Chapter 6. COBOL Tables and Reports

In the business world, Microsoft Excel is one of the most widely used applications. It allows for the easy creation of interactive reports that help with key decisions. The result is that Excel continues to generate huge cash flows, even though the software has been around for over 35 years.

But with COBOL on the mainframe, built-in features can help create tables and reports. Granted, they are not as sophisticated or seamless as Excel. But they are still powerful and can help run mission-critical business applications on a global basis.
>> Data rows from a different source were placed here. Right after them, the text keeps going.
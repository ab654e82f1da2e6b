// src/circuits/mod.rs

//! Ordered gate sequences for replaying a session on a [`crate::simulation::GateSimulator`].

use crate::operations::Gate;
use std::fmt;

/// An ordered list of gate events.
#[derive(Debug, Clone, Default, PartialEq, Eq)]
pub struct Circuit {
    gates: Vec<Gate>,
}

impl Circuit {
    /// Creates a new, empty circuit.
    pub fn new() -> Self {
        Self::default()
    }

    /// Appends a gate.
    pub fn add_gate(&mut self, gate: Gate) {
        self.gates.push(gate);
    }

    /// Appends every gate yielded by `gates`.
    pub fn add_gates<I>(&mut self, gates: I)
    where
        I: IntoIterator<Item = Gate>,
    {
        self.gates.extend(gates);
    }

    /// The gates in application order.
    pub fn gates(&self) -> &[Gate] {
        &self.gates
    }

    pub fn len(&self) -> usize {
        self.gates.len()
    }

    pub fn is_empty(&self) -> bool {
        self.gates.is_empty()
    }
}

impl FromIterator<Gate> for Circuit {
    fn from_iter<I: IntoIterator<Item = Gate>>(iter: I) -> Self {
        Self { gates: iter.into_iter().collect() }
    }
}

impl fmt::Display for Circuit {
    fn fmt(&self, f: &mut fmt::Formatter<'_>) -> fmt::Result {
        if self.gates.is_empty() {
            return write!(f, "(empty)");
        }
        for (i, gate) in self.gates.iter().enumerate() {
            if i > 0 {
                write!(f, " -> ")?;
            }
            write!(f, "{}", gate)?;
        }
        Ok(())
    }
}

/// Method-chaining builder for [`Circuit`].
#[derive(Debug, Default)]
pub struct CircuitBuilder {
    circuit: Circuit,
}

impl CircuitBuilder {
    pub fn new() -> Self {
        Self::default()
    }

    /// Adds a single gate to the circuit being built.
    pub fn add_gate(mut self, gate: Gate) -> Self {
        self.circuit.add_gate(gate);
        self
    }

    /// Adds several gates in order.
    pub fn add_gates<I>(mut self, gates: I) -> Self
    where
        I: IntoIterator<Item = Gate>,
    {
        self.circuit.add_gates(gates);
        self
    }

    /// Consumes the builder and returns the finished circuit.
    pub fn build(self) -> Circuit {
        self.circuit
    }
}

#[cfg(test)]
mod tests {
    use super::*;

    #[test]
    fn display_joins_symbols() {
        let c = CircuitBuilder::new()
            .add_gate(Gate::PauliX)
            .add_gates([Gate::Hadamard, Gate::Cnot])
            .build();
        assert_eq!(c.to_string(), "X -> H -> CNOT");
        assert_eq!(c.len(), 3);
        assert_eq!(Circuit::new().to_string(), "(empty)");
    }

    #[test]
    fn collect_from_iterator() {
        let c: Circuit = [Gate::Hadamard, Gate::Hadamard].into_iter().collect();
        assert_eq!(c.gates(), &[Gate::Hadamard, Gate::Hadamard]);
        assert!(!c.is_empty());
    }
}
// src/simulation/mod.rs

//! State evolution for the gate-simulator display.
//!
//! [`QuantumStateEngine`] owns one register and applies gate matrices to it.
//! [`GateSimulator`] pairs a one-qubit control register with a two-qubit target
//! register and turns gate-selection events into engine calls.

mod results;
pub mod engine;

pub use engine::QuantumStateEngine;
pub use results::{RegisterView, SimulatorSnapshot};

use tracing::debug;

use crate::circuits::Circuit;
use crate::config::EngineConfig;
use crate::core::{BasisLabel, QcError, QuantumState};
use crate::operations::Gate;

/// Basis index `|1>` of the control register.
const CONTROL_ONE: usize = 1;

/// Two independent registers driven by gate events.
///
/// X and H act on the control register. CNOT couples the registers through the
/// control's *classical* label only: when the control register is exactly `|1>`
/// the target register moves along the table
///
/// | target before | target after |
/// |---------------|--------------|
/// | `|00>`        | `|10>`       |
/// | `|01>`        | `|11>`       |
/// | `|10>`        | `|11>`       |
/// | `|11>`        | `|10>`       |
///
/// and in every other case (control `|0>`, control in superposition, target not
/// a basis state) the target is left as is. The two registers are never joined
/// into one four-dimensional state.
#[derive(Debug, Clone)]
pub struct GateSimulator {
    control: QuantumStateEngine,
    target: QuantumStateEngine,
    last_gate: Option<Gate>,
}

impl GateSimulator {
    /// Creates a simulator with default settings.
    pub fn new() -> Result<Self, QcError> {
        Self::with_config(EngineConfig::default())
    }

    /// Both registers start in their zero basis state: `|0>` and `|00>`.
    pub fn with_config(config: EngineConfig) -> Result<Self, QcError> {
        Ok(Self {
            control: QuantumStateEngine::with_config(1, config.clone())?,
            target: QuantumStateEngine::with_config(2, config)?,
            last_gate: None,
        })
    }

    /// Handles one gate-selection event and returns the updated view.
    pub fn apply(&mut self, gate: Gate) -> Result<SimulatorSnapshot, QcError> {
        match gate {
            Gate::PauliX | Gate::Hadamard => {
                self.control.apply(&gate.matrix())?;
            }
            Gate::Cnot => self.apply_cnot()?,
        }
        self.last_gate = Some(gate);
        debug!(%gate, control = %self.control.label(), target = %self.target.label(), "gate event");
        Ok(self.snapshot())
    }

    /// Applies every gate of `circuit` in order.
    ///
    /// Stops at the first failing gate; gates before it stay applied.
    pub fn run(&mut self, circuit: &Circuit) -> Result<SimulatorSnapshot, QcError> {
        for gate in circuit.gates() {
            self.apply(*gate)?;
        }
        Ok(self.snapshot())
    }

    /// Returns both registers to `|0>` / `|00>` and forgets the last gate.
    pub fn reset(&mut self) -> Result<SimulatorSnapshot, QcError> {
        self.control.reset(1)?;
        self.target.reset(2)?;
        self.last_gate = None;
        Ok(self.snapshot())
    }

    /// Copies of both registers and their labels.
    pub fn snapshot(&self) -> SimulatorSnapshot {
        SimulatorSnapshot {
            control: RegisterView {
                state: self.control.snapshot(),
                label: self.control.label(),
            },
            target: RegisterView {
                state: self.target.snapshot(),
                label: self.target.label(),
            },
            last_gate: self.last_gate,
        }
    }

    pub fn control(&self) -> &QuantumStateEngine {
        &self.control
    }

    pub fn target(&self) -> &QuantumStateEngine {
        &self.target
    }

    pub fn last_gate(&self) -> Option<Gate> {
        self.last_gate
    }

    fn apply_cnot(&mut self) -> Result<(), QcError> {
        let control_is_one = matches!(
            self.control.label(),
            BasisLabel::Basis { index: CONTROL_ONE, .. }
        );
        if !control_is_one {
            debug!("CNOT skipped: control register is not |1>");
            return Ok(());
        }
        if let Some(next) = self.target.state().basis_index().map(cnot_table) {
            self.target.replace_state(QuantumState::basis_unchecked(4, next))?;
        }
        Ok(())
    }
}

/// Target-register transition for CNOT with the control at `|1>`.
fn cnot_table(target: usize) -> usize {
    match target {
        0b00 => 0b10,
        0b01 => 0b11,
        0b10 => 0b11,
        _ => 0b10,
    }
}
They have been one of the most important functions of COBOL and the mainframe computer.

In this chapter, we’ll take a look at how to use tables and reports in COBOL. We’ll also cover related topics like string manipulation.

Introduction to Tables

In a way, a COBOL table is similar to a spreadsheet. You can place numbers in certain areas, make computations, search the data, and so on. In fact, the applications are seemingly endless. You can set up a table to help compute taxes, determine the premiums for insurance, or come up with a forecast for sales.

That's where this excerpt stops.